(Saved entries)
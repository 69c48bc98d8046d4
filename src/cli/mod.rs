//! Command-line interface for cover-scout.
//!
//! This module provides CLI commands for finding cover art on release
//! pages and checking which provider handles a URL.

mod commands;

pub use commands::{Cli, Commands, run_command};
//! Discovery for sites whose only usable artwork is the page's `og:image`.
//!
//! Adapters compose this by delegating their `find_images` to
//! [`find_images`]; they only implement URL matching themselves.

use std::sync::LazyLock;

use scraper::{Html, Selector};
use url::Url;

use super::domain::{CoverArt, ProviderError};
use super::traits::CoverArtProvider;

const OG_IMAGE_SELECTOR: &str = r#"head > meta[property="og:image"]"#;

static OG_IMAGE: LazyLock<Selector> =
    LazyLock::new(|| Selector::parse(OG_IMAGE_SELECTOR).expect("valid og:image selector"));

/// Fetch the release page and return its `og:image` as the front cover.
pub async fn find_images<P>(provider: &P, url: &Url) -> Result<Vec<CoverArt>, ProviderError>
where
    P: CoverArtProvider + ?Sized,
{
    let document = provider.fetch_page_dom(url).await?;
    let cover_url = og_image_url(&document, url)
        .ok_or_else(|| ProviderError::missing_element(provider.name(), OG_IMAGE_SELECTOR, url))?;

    tracing::debug!(provider = provider.name(), %cover_url, "found og:image");
    Ok(vec![CoverArt::front(cover_url)])
}

/// First `og:image` of the document, resolved against the page URL.
fn og_image_url(document: &Html, page_url: &Url) -> Option<Url> {
    let content = document
        .select(&OG_IMAGE)
        .next()?
        .value()
        .attr("content")?
        .trim();
    if content.is_empty() {
        return None;
    }
    page_url.join(content).ok()
}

WHAT THE TASK REQUIRES: Look above for the line that contains "filename src/cli/mod.rs". Starting there, transcribe every line exactly until you have copied the line that contains "use super::traits::CoverArtProvider;".

ANSWER SECTION:
filename src/cli/mod.rs
//! Command-line interface for cover-scout.
//!
//! This module provides CLI commands for finding cover art on release
//! pages and checking which provider handles a URL.

mod commands;

pub use commands::{Cli, Commands, run_command};
//! Discovery for sites whose only usable artwork is the page's `og:image`.
//!
//! Adapters compose this by delegating their `find_images` to
//! [`find_images`]; they only implement URL matching themselves.

use std::sync::LazyLock;

use scraper::{Html, Selector};
use url::Url;

use super::domain::{CoverArt, ProviderError};
use super::traits::CoverArtProvider;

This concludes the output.